[Excerpts from a dataset]

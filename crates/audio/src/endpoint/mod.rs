//! Strom-Endpunkte: Quellen und Senken von Frames
//!
//! Jede Variante (Geraet, Datei, Socket) fuehrt pro Aufruf genau einen
//! Versuch aus. Wiederholungen entscheidet die Pipeline, nie der Endpunkt.

pub mod device;
pub mod file;
pub mod socket;

use std::sync::atomic::{AtomicU64, Ordering};
use std::sync::Arc;
use std::time::Duration;

use crate::error::{AudioError, AudioResult};
use crate::format::{AudioFormat, StreamFormat};
use crate::frame::Frame;

pub use device::{DeviceSink, DeviceSource};
pub use file::{FileSink, FileSource};
pub use socket::{Connection, SocketSink, SocketSource};

/// Ergebnis eines Lese-Aufrufs
#[derive(Debug)]
pub enum ReadOutcome {
    Frame(Frame),
    EndOfStream,
}

/// Produzent von Frames
pub trait FrameSource: Send {
    /// Anzeigename fuer Logs
    fn name(&self) -> &str;

    /// Format der gelieferten Frames
    fn format(&self) -> AudioFormat;

    /// Liest genau einen Frame; `sequence` vergibt der Treiber
    fn read(&mut self, sequence: u64) -> AudioResult<ReadOutcome>;

    /// Produktion anhalten (z.B. Geraete-Pause). Standard: nichts zu tun.
    fn pause(&mut self) -> AudioResult<()> {
        Ok(())
    }

    fn resume(&mut self) -> AudioResult<()> {
        Ok(())
    }

    /// Gibt die Quelle frei. Mehrfache Aufrufe sind wirkungslos.
    fn close(&mut self) -> AudioResult<()>;

    fn counters(&self) -> EndpointCounters;
}

/// Konsument von Frames
pub trait FrameSink: Send {
    fn name(&self) -> &str;

    /// Prueft beim Aufbau, ob die Senke dieses Nutzlast-Format annimmt
    fn accepts(&self, format: &StreamFormat) -> AudioResult<()>;

    /// Schreibt genau einen Frame
    fn write(&mut self, frame: &Frame) -> AudioResult<()>;

    fn flush(&mut self) -> AudioResult<()> {
        Ok(())
    }

    /// Schliesst die Senke. Mehrfache Aufrufe sind wirkungslos.
    fn close(&mut self) -> AudioResult<()>;

    /// Latenz zwischen Annahme und Ausgabe, falls bekannt
    fn latency(&self) -> Option<Duration> {
        None
    }

    fn counters(&self) -> EndpointCounters;
}

/// Byte- und Frame-Zaehler eines Endpunkts.
///
/// Billig klonbar; alle Klone teilen dieselben Zaehler. Werte steigen
/// monoton.
#[derive(Debug, Clone, Default)]
pub struct EndpointCounters {
    inner: Arc<CounterInner>,
}

#[derive(Debug, Default)]
struct CounterInner {
    bytes: AtomicU64,
    frames: AtomicU64,
}

impl EndpointCounters {
    pub fn new() -> Self {
        Self::default()
    }

    /// Verbucht einen uebertragenen Frame
    pub fn record(&self, bytes: usize) {
        self.inner.bytes.fetch_add(bytes as u64, Ordering::Release);
        self.inner.frames.fetch_add(1, Ordering::Release);
    }

    pub fn bytes(&self) -> u64 {
        self.inner.bytes.load(Ordering::Acquire)
    }

    pub fn frames(&self) -> u64 {
        self.inner.frames.load(Ordering::Acquire)
    }
}

/// Annahme-Pruefung fuer Byte-Senken (Datei, Socket): jede Nutzlast ist erlaubt
pub(crate) fn accepts_any(_format: &StreamFormat) -> AudioResult<()> {
    Ok(())
}

/// Annahme-Pruefung fuer Senken mit festem PCM-Format
pub(crate) fn accepts_exact(own: &AudioFormat, format: &StreamFormat, name: &str) -> AudioResult<()> {
    match format {
        StreamFormat::Pcm(f) if f == own => Ok(()),
        other => Err(AudioError::FormatMismatch(format!(
            "{name} erwartet PCM {own}, bekommt {other}"
        ))),
    }
}

#[cfg(test)]
mod tests {
    use super::*;
    use crate::format::SampleFormat;

    #[test]
    fn zaehler_teilen_zustand() {
        let counters = EndpointCounters::new();
        let clone = counters.clone();
        counters.record(100);
        counters.record(50);
        assert_eq!(clone.bytes(), 150);
        assert_eq!(clone.frames(), 2);
    }

    #[test]
    fn exakte_annahme() {
        let own = AudioFormat::new(SampleFormat::S16, 2, 48000, 960).unwrap();
        assert!(accepts_exact(&own, &StreamFormat::Pcm(own), "sink").is_ok());
        assert!(accepts_exact(&own, &StreamFormat::Pcm(own.with_channels(1)), "sink").is_err());
        assert!(accepts_exact(&own, &StreamFormat::Encoded { codec: "opus".into() }, "sink").is_err());
        assert!(accepts_any(&StreamFormat::Encoded { codec: "opus".into() }).is_ok());
    }
}
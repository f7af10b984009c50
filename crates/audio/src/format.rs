//! Audio-Formate und Sample-Kodierung
//!
//! Ein `AudioFormat` beschreibt den rohen, headerlosen PCM-Strom einer
//! Pipeline: Sample-Kodierung, Kanalanzahl, Abtastrate und Frame-Groesse.
//! Samples liegen interleaved und little-endian vor.

use std::fmt;
use std::time::Duration;

use serde::{Deserialize, Serialize};

use crate::error::{AudioError, AudioResult};

/// Sample-Kodierung eines PCM-Stroms
#[derive(Debug, Clone, Copy, PartialEq, Eq, Hash, Serialize, Deserialize)]
#[serde(rename_all = "lowercase")]
pub enum SampleFormat {
    /// Vorzeichenbehaftet, 8 Bit
    S8,
    /// Vorzeichenbehaftet, 16 Bit
    S16,
    /// Vorzeichenbehaftet, 32 Bit
    S32,
    /// IEEE-754, 32 Bit
    F32,
    /// IEEE-754, 64 Bit
    F64,
}

impl SampleFormat {
    /// Alle unterstuetzten Kodierungen
    pub const ALL: [SampleFormat; 5] = [
        SampleFormat::S8,
        SampleFormat::S16,
        SampleFormat::S32,
        SampleFormat::F32,
        SampleFormat::F64,
    ];

    /// Bytes pro Sample
    pub fn bytes_per_sample(self) -> usize {
        match self {
            SampleFormat::S8 => 1,
            SampleFormat::S16 => 2,
            SampleFormat::S32 | SampleFormat::F32 => 4,
            SampleFormat::F64 => 8,
        }
    }

    pub fn is_float(self) -> bool {
        matches!(self, SampleFormat::F32 | SampleFormat::F64)
    }

    /// Dekodiert ein Sample und normalisiert es auf -1.0..=1.0.
    ///
    /// Ganzzahlen werden durch ihren positiven Vollausschlag geteilt,
    /// `MIN` wird dabei auf -1.0 geklemmt.
    pub fn decode_normalized(self, bytes: &[u8]) -> f64 {
        let value = match self {
            SampleFormat::S8 => i8::from_le_bytes([bytes[0]]) as f64 / i8::MAX as f64,
            SampleFormat::S16 => {
                i16::from_le_bytes([bytes[0], bytes[1]]) as f64 / i16::MAX as f64
            }
            SampleFormat::S32 => {
                i32::from_le_bytes([bytes[0], bytes[1], bytes[2], bytes[3]]) as f64
                    / i32::MAX as f64
            }
            SampleFormat::F32 => {
                f32::from_le_bytes([bytes[0], bytes[1], bytes[2], bytes[3]]) as f64
            }
            SampleFormat::F64 => {
                let mut raw = [0u8; 8];
                raw.copy_from_slice(&bytes[..8]);
                f64::from_le_bytes(raw)
            }
        };
        value.clamp(-1.0, 1.0)
    }

    /// Kodiert einen normalisierten Wert (-1.0..=1.0) und haengt ihn an `out` an
    pub fn encode_normalized(self, value: f64, out: &mut Vec<u8>) {
        let v = if value.is_nan() { 0.0 } else { value.clamp(-1.0, 1.0) };
        match self {
            SampleFormat::S8 => out.extend_from_slice(&((v * i8::MAX as f64).round() as i8).to_le_bytes()),
            SampleFormat::S16 => {
                out.extend_from_slice(&((v * i16::MAX as f64).round() as i16).to_le_bytes())
            }
            SampleFormat::S32 => {
                out.extend_from_slice(&((v * i32::MAX as f64).round() as i32).to_le_bytes())
            }
            SampleFormat::F32 => out.extend_from_slice(&(v as f32).to_le_bytes()),
            SampleFormat::F64 => out.extend_from_slice(&v.to_le_bytes()),
        }
    }
}

impl fmt::Display for SampleFormat {
    fn fmt(&self, f: &mut fmt::Formatter<'_>) -> fmt::Result {
        let name = match self {
            SampleFormat::S8 => "8 bit",
            SampleFormat::S16 => "16 bit",
            SampleFormat::S32 => "32 bit",
            SampleFormat::F32 => "32 bit (float)",
            SampleFormat::F64 => "64 bit (float)",
        };
        f.write_str(name)
    }
}

/// Format eines PCM-Stroms. Unveraenderlich sobald die Pipeline laeuft.
#[derive(Debug, Clone, Copy, PartialEq, Eq, Hash, Serialize, Deserialize)]
pub struct AudioFormat {
    pub sample_format: SampleFormat,
    pub channels: u16,
    pub sample_rate: u32,
    /// Samples pro Kanal in einem Frame
    pub buffer_frames: u32,
}

impl AudioFormat {
    /// Erstellt ein Format und prueft die Werte
    pub fn new(
        sample_format: SampleFormat,
        channels: u16,
        sample_rate: u32,
        buffer_frames: u32,
    ) -> AudioResult<Self> {
        let format = Self {
            sample_format,
            channels,
            sample_rate,
            buffer_frames,
        };
        format.validieren()?;
        Ok(format)
    }

    /// Frame-Groesse aus einer Frame-Dauer in Millisekunden.
    ///
    /// `buffer_frames = sample_rate / (1000 / frame_ms)`, also 1920 bei
    /// 48000 Hz und 40 ms.
    pub fn with_frame_duration(
        sample_format: SampleFormat,
        channels: u16,
        sample_rate: u32,
        frame_ms: u32,
    ) -> AudioResult<Self> {
        if frame_ms == 0 || frame_ms > 1000 {
            return Err(AudioError::Konfiguration(format!(
                "Frame-Dauer muss 1..=1000 ms sein, war {frame_ms}"
            )));
        }
        let buffer_frames = (sample_rate as u64 * frame_ms as u64 / 1000) as u32;
        Self::new(sample_format, channels, sample_rate, buffer_frames)
    }

    /// Prueft Kanalanzahl, Abtastrate und Frame-Groesse
    pub fn validieren(&self) -> AudioResult<()> {
        if self.channels == 0 {
            return Err(AudioError::Konfiguration("Kanalanzahl muss > 0 sein".into()));
        }
        if self.sample_rate == 0 {
            return Err(AudioError::Konfiguration("Abtastrate muss > 0 sein".into()));
        }
        if self.buffer_frames == 0 {
            return Err(AudioError::Konfiguration("Frame-Groesse muss > 0 sein".into()));
        }
        Ok(())
    }

    pub fn bytes_per_sample(&self) -> usize {
        self.sample_format.bytes_per_sample()
    }

    /// Bytes pro Sample-Zeitpunkt ueber alle Kanaele
    pub fn bytes_per_instant(&self) -> usize {
        self.bytes_per_sample() * self.channels as usize
    }

    /// Laenge eines Frames in Bytes
    pub fn frame_len(&self) -> usize {
        self.buffer_frames as usize * self.bytes_per_instant()
    }

    /// Abspieldauer eines Frames
    pub fn frame_period(&self) -> Duration {
        Duration::from_nanos(self.buffer_frames as u64 * 1_000_000_000 / self.sample_rate as u64)
    }

    /// Gleiches Format mit anderer Sample-Kodierung
    pub fn with_sample_format(self, sample_format: SampleFormat) -> Self {
        Self {
            sample_format,
            ..self
        }
    }

    /// Gleiches Format mit anderer Kanalanzahl
    pub fn with_channels(self, channels: u16) -> Self {
        Self { channels, ..self }
    }
}

impl fmt::Display for AudioFormat {
    fn fmt(&self, f: &mut fmt::Formatter<'_>) -> fmt::Result {
        write!(
            f,
            "{} {}ch {}Hz ({} Frames)",
            self.sample_format, self.channels, self.sample_rate, self.buffer_frames
        )
    }
}

/// Nutzlast-Format hinter den Transformationen
#[derive(Debug, Clone, PartialEq, Eq)]
pub enum StreamFormat {
    /// Roher PCM-Strom
    Pcm(AudioFormat),
    /// Kodierter Strom (z.B. Opus-Pakete), kein festes Frame-Raster mehr
    Encoded { codec: String },
}

impl StreamFormat {
    pub fn pcm(&self) -> Option<&AudioFormat> {
        match self {
            StreamFormat::Pcm(format) => Some(format),
            StreamFormat::Encoded { .. } => None,
        }
    }
}

impl fmt::Display for StreamFormat {
    fn fmt(&self, f: &mut fmt::Formatter<'_>) -> fmt::Result {
        match self {
            StreamFormat::Pcm(format) => write!(f, "PCM {format}"),
            StreamFormat::Encoded { codec } => write!(f, "kodiert ({codec})"),
        }
    }
}

#[cfg(test)]
mod tests {
    use super::*;

    #[test]
    fn frame_groesse_aus_dauer() {
        let format = AudioFormat::with_frame_duration(SampleFormat::S16, 1, 48000, 40).unwrap();
        assert_eq!(format.buffer_frames, 1920);
        assert_eq!(format.frame_len(), 3840);
        assert_eq!(format.frame_period(), Duration::from_millis(40));
    }

    #[test]
    fn frame_laenge_stereo_float() {
        let format = AudioFormat::new(SampleFormat::F64, 2, 44100, 441).unwrap();
        assert_eq!(format.frame_len(), 441 * 2 * 8);
    }

    #[test]
    fn ungueltige_formate_abgelehnt() {
        assert!(AudioFormat::new(SampleFormat::S16, 0, 48000, 960).is_err());
        assert!(AudioFormat::new(SampleFormat::S16, 1, 0, 960).is_err());
        assert!(AudioFormat::new(SampleFormat::S16, 1, 48000, 0).is_err());
        assert!(AudioFormat::with_frame_duration(SampleFormat::S16, 1, 48000, 0).is_err());
    }

    #[test]
    fn vollausschlag_normalisiert_auf_eins() {
        assert_eq!(SampleFormat::S16.decode_normalized(&i16::MAX.to_le_bytes()), 1.0);
        assert_eq!(SampleFormat::S16.decode_normalized(&i16::MIN.to_le_bytes()), -1.0);
        assert_eq!(SampleFormat::S8.decode_normalized(&i8::MIN.to_le_bytes()), -1.0);
        assert_eq!(SampleFormat::S32.decode_normalized(&i32::MAX.to_le_bytes()), 1.0);
        assert_eq!(SampleFormat::F32.decode_normalized(&2.5f32.to_le_bytes()), 1.0);
    }

    #[test]
    fn kodierung_klemmt_und_rundet() {
        let mut out = Vec::new();
        SampleFormat::S16.encode_normalized(1.5, &mut out);
        assert_eq!(out, i16::MAX.to_le_bytes());

        out.clear();
        SampleFormat::S8.encode_normalized(f64::NAN, &mut out);
        assert_eq!(out, [0u8]);
    }
}
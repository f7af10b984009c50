//! Pipeline: Quelle -> Stufen -> Senke
//!
//! Aufbau ueber `PipelineBuilder`, Steuerung ueber `Pipeline`
//! (`start`, `pause`, `resume`, `stop`, `wait`).

pub mod builder;
pub mod orchestrator;
pub mod state;

pub use builder::{PipelineBuilder, PipelineConfig, DEFAULT_DRAIN_TIMEOUT};
pub use orchestrator::Pipeline;
pub use state::{PipelineEvent, PipelineOutcome, PipelineState, RetryPolicy};
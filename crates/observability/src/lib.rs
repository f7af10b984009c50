//! # sonance-observability
//!
//! Observability-Crate fuer Sonance:
//! - Prometheus-kompatible Pipeline-Metriken (als Anzeige-Kollaborateur)
//! - Structured Logging via tracing-subscriber (Text oder JSON)

pub mod logging;
pub mod metrics;

pub use logging::logging_initialisieren;
pub use metrics::PipelineMetrics;
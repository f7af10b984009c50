//! Sonance-Konfiguration
//!
//! Wird beim Start aus einer TOML-Datei geladen. Alle Felder haben
//! sinnvolle Standardwerte, sodass `sonance` ohne Konfigurationsdatei
//! lauffaehig ist.

use std::fmt;
use std::str::FromStr;
use std::time::Duration;

use serde::{Deserialize, Serialize};
use sonance_audio::{AudioFormat, PipelineConfig, RetryPolicy, SampleFormat};

/// Adresse einer lauschenden Socket-Senke ohne `adresse`
pub const STANDARD_ADRESSE: &str = "0.0.0.0:3000";

/// Vollstaendige Konfiguration
#[derive(Debug, Clone, Default, Serialize, Deserialize)]
#[serde(default)]
pub struct SonanceConfig {
    /// Betriebsart und Neustarts
    pub sonance: AllgemeinEinstellungen,
    /// Strom-Format
    pub audio: AudioEinstellungen,
    /// Woher die Frames kommen
    pub quelle: EndpunktEinstellungen,
    /// Wohin die Frames gehen
    pub senke: EndpunktEinstellungen,
    /// Puffer, Timeouts, Wiederholungen
    pub pipeline: PipelineEinstellungen,
    /// Logging-Einstellungen
    pub logging: LoggingEinstellungen,
    /// Prometheus-Export
    pub metriken: MetrikEinstellungen,
}

/// Betriebsart der Kommandozeile
#[derive(Debug, Clone, Copy, PartialEq, Eq, Default, Serialize, Deserialize)]
#[serde(rename_all = "kebab-case")]
pub enum Modus {
    /// Mikrofon direkt auf den Lautsprecher
    #[default]
    Echo,
    /// Mikrofon in eine Datei
    Record,
    /// Datei auf den Lautsprecher
    Playback,
    /// Mikrofon an einen Client, der sich mit uns verbindet
    StreamToSocket,
}

impl Modus {
    /// Standard-Endpunkte (Quelle, Senke) der Betriebsart
    pub fn endpunkte(self) -> (EndpunktArt, EndpunktArt) {
        match self {
            Self::Echo => (EndpunktArt::Geraet, EndpunktArt::Geraet),
            Self::Record => (EndpunktArt::Geraet, EndpunktArt::Datei),
            Self::Playback => (EndpunktArt::Datei, EndpunktArt::Geraet),
            Self::StreamToSocket => (EndpunktArt::Geraet, EndpunktArt::Socket),
        }
    }
}

impl fmt::Display for Modus {
    fn fmt(&self, f: &mut fmt::Formatter<'_>) -> fmt::Result {
        let name = match self {
            Self::Echo => "echo",
            Self::Record => "record",
            Self::Playback => "playback",
            Self::StreamToSocket => "stream-to-socket",
        };
        f.write_str(name)
    }
}

impl FromStr for Modus {
    type Err = anyhow::Error;

    fn from_str(s: &str) -> anyhow::Result<Self> {
        match s {
            "echo" => Ok(Self::Echo),
            "record" => Ok(Self::Record),
            "playback" => Ok(Self::Playback),
            "stream-to-socket" => Ok(Self::StreamToSocket),
            other => Err(anyhow::anyhow!(
                "Unbekannter Modus '{other}' (echo, record, playback, stream-to-socket)"
            )),
        }
    }
}

/// Art eines Endpunkts
#[derive(Debug, Clone, Copy, PartialEq, Eq, Serialize, Deserialize)]
#[serde(rename_all = "lowercase")]
pub enum EndpunktArt {
    Geraet,
    Datei,
    Socket,
}

/// Allgemeine Einstellungen
#[derive(Debug, Clone, Default, Serialize, Deserialize)]
#[serde(default)]
pub struct AllgemeinEinstellungen {
    pub modus: Modus,
    /// Wie oft eine fehlgeschlagene Pipeline neu aufgebaut wird (0 = nie)
    pub neustarts: u32,
}

/// Strom-Format
#[derive(Debug, Clone, Serialize, Deserialize)]
#[serde(default)]
pub struct AudioEinstellungen {
    /// Sample-Kodierung: "s8", "s16", "s32", "f32", "f64"
    pub sample_format: SampleFormat,
    pub kanaele: u16,
    pub abtastrate: u32,
    /// Frame-Dauer in Millisekunden
    pub frame_ms: u32,
    /// Kanalanzahl des Ausgabegeraets, falls abweichend (nur Mono <-> N)
    pub ausgabe_kanaele: Option<u16>,
    /// Natives Audio-API (leer = erstes verfuegbares)
    pub api: Option<u32>,
    /// Opus-Bitrate in kbit/s; gesetzt = Aufnahme wird kodiert
    pub opus_kbps: Option<u32>,
}

impl Default for AudioEinstellungen {
    fn default() -> Self {
        Self {
            sample_format: SampleFormat::S16,
            kanaele: 1,
            abtastrate: 48_000,
            frame_ms: 40,
            ausgabe_kanaele: None,
            api: None,
            opus_kbps: None,
        }
    }
}

impl AudioEinstellungen {
    /// Format der Quelle
    pub fn format(&self) -> anyhow::Result<AudioFormat> {
        Ok(AudioFormat::with_frame_duration(
            self.sample_format,
            self.kanaele,
            self.abtastrate,
            self.frame_ms,
        )?)
    }
}

/// Einstellungen fuer Quelle bzw. Senke
#[derive(Debug, Clone, Default, Serialize, Deserialize)]
#[serde(default)]
pub struct EndpunktEinstellungen {
    /// Ueberschreibt die Art aus dem Modus
    pub art: Option<EndpunktArt>,
    /// Geraete-ID (leer = Standard-Geraet)
    pub geraet: Option<u32>,
    /// Datei-Pfad
    pub pfad: Option<String>,
    /// Socket-Adresse: Quelle lauscht, Senke verbindet oder lauscht
    pub adresse: Option<String>,
    /// Socket-Senke: auf `adresse` lauschen und an den ersten Client senden
    /// (leer = nur im Modus stream-to-socket)
    pub lauschen: Option<bool>,
    /// Datei-Senke: anhaengen statt ueberschreiben
    pub anhaengen: bool,
}

/// Pipeline-Parameter
#[derive(Debug, Clone, Serialize, Deserialize)]
#[serde(default)]
pub struct PipelineEinstellungen {
    /// Plaetze im Frame-Puffer
    pub puffer: usize,
    pub drain_timeout_ms: u64,
    pub statistik_ms: u64,
    /// Versuche pro Lese-/Schreibvorgang bei voruebergehenden Fehlern
    pub versuche: u32,
    pub backoff_ms: u64,
    pub beobachter_queue: usize,
}

impl Default for PipelineEinstellungen {
    fn default() -> Self {
        let standard = PipelineConfig::default();
        Self {
            puffer: standard.buffer_capacity,
            drain_timeout_ms: standard.drain_timeout.as_millis() as u64,
            statistik_ms: standard.stats_interval.as_millis() as u64,
            versuche: standard.retry.max_attempts,
            backoff_ms: standard.retry.backoff.as_millis() as u64,
            beobachter_queue: standard.observer_queue,
        }
    }
}

impl PipelineEinstellungen {
    pub fn pipeline_config(&self) -> PipelineConfig {
        PipelineConfig {
            buffer_capacity: self.puffer,
            drain_timeout: Duration::from_millis(self.drain_timeout_ms),
            stats_interval: Duration::from_millis(self.statistik_ms),
            retry: RetryPolicy {
                max_attempts: self.versuche,
                backoff: Duration::from_millis(self.backoff_ms),
            },
            observer_queue: self.beobachter_queue,
        }
    }
}

/// Logging-Einstellungen
#[derive(Debug, Clone, Serialize, Deserialize)]
#[serde(default)]
pub struct LoggingEinstellungen {
    /// Log-Level: "trace", "debug", "info", "warn", "error"
    pub level: String,
    /// Format: "json" oder "text"
    pub format: String,
}

impl Default for LoggingEinstellungen {
    fn default() -> Self {
        Self {
            level: "info".into(),
            format: "text".into(),
        }
    }
}

/// Prometheus-Export
#[derive(Debug, Clone, Default, Serialize, Deserialize)]
#[serde(default)]
pub struct MetrikEinstellungen {
    /// Zieldatei im Textformat (leer = kein Export)
    pub datei: Option<String>,
    /// Statuszeile auf stderr
    pub terminal: bool,
}

impl SonanceConfig {
    /// Laedt die Konfiguration aus einer TOML-Datei.
    /// Gibt die Standardkonfiguration zurueck wenn die Datei nicht existiert.
    pub fn laden(pfad: &str) -> anyhow::Result<Self> {
        match std::fs::read_to_string(pfad) {
            Ok(inhalt) => {
                let config: Self = toml::from_str(&inhalt)
                    .map_err(|e| anyhow::anyhow!("Konfigurationsfehler in '{pfad}': {e}"))?;
                Ok(config)
            }
            Err(e) if e.kind() == std::io::ErrorKind::NotFound => {
                tracing::warn!(
                    pfad = pfad,
                    "Konfigurationsdatei nicht gefunden, verwende Standardwerte"
                );
                Ok(Self::default())
            }
            Err(e) => Err(anyhow::anyhow!(
                "Konfigurationsdatei '{pfad}' nicht lesbar: {e}"
            )),
        }
    }

    /// Art von Quelle und Senke nach Modus und Ueberschreibungen
    pub fn endpunkte(&self) -> (EndpunktArt, EndpunktArt) {
        let (quelle, senke) = self.sonance.modus.endpunkte();
        (
            self.quelle.art.unwrap_or(quelle),
            self.senke.art.unwrap_or(senke),
        )
    }

    /// Ob eine Socket-Senke auf eingehende Verbindungen wartet
    pub fn senke_lauscht(&self) -> bool {
        self.senke
            .lauschen
            .unwrap_or(self.sonance.modus == Modus::StreamToSocket)
    }
}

Goal of the exercise
What this exercise asks for is every line of the data above with the word "Export".

Result below
    /// Prometheus-Export
/// Prometheus-Export
    /// Zieldatei im Textformat (leer = kein Export)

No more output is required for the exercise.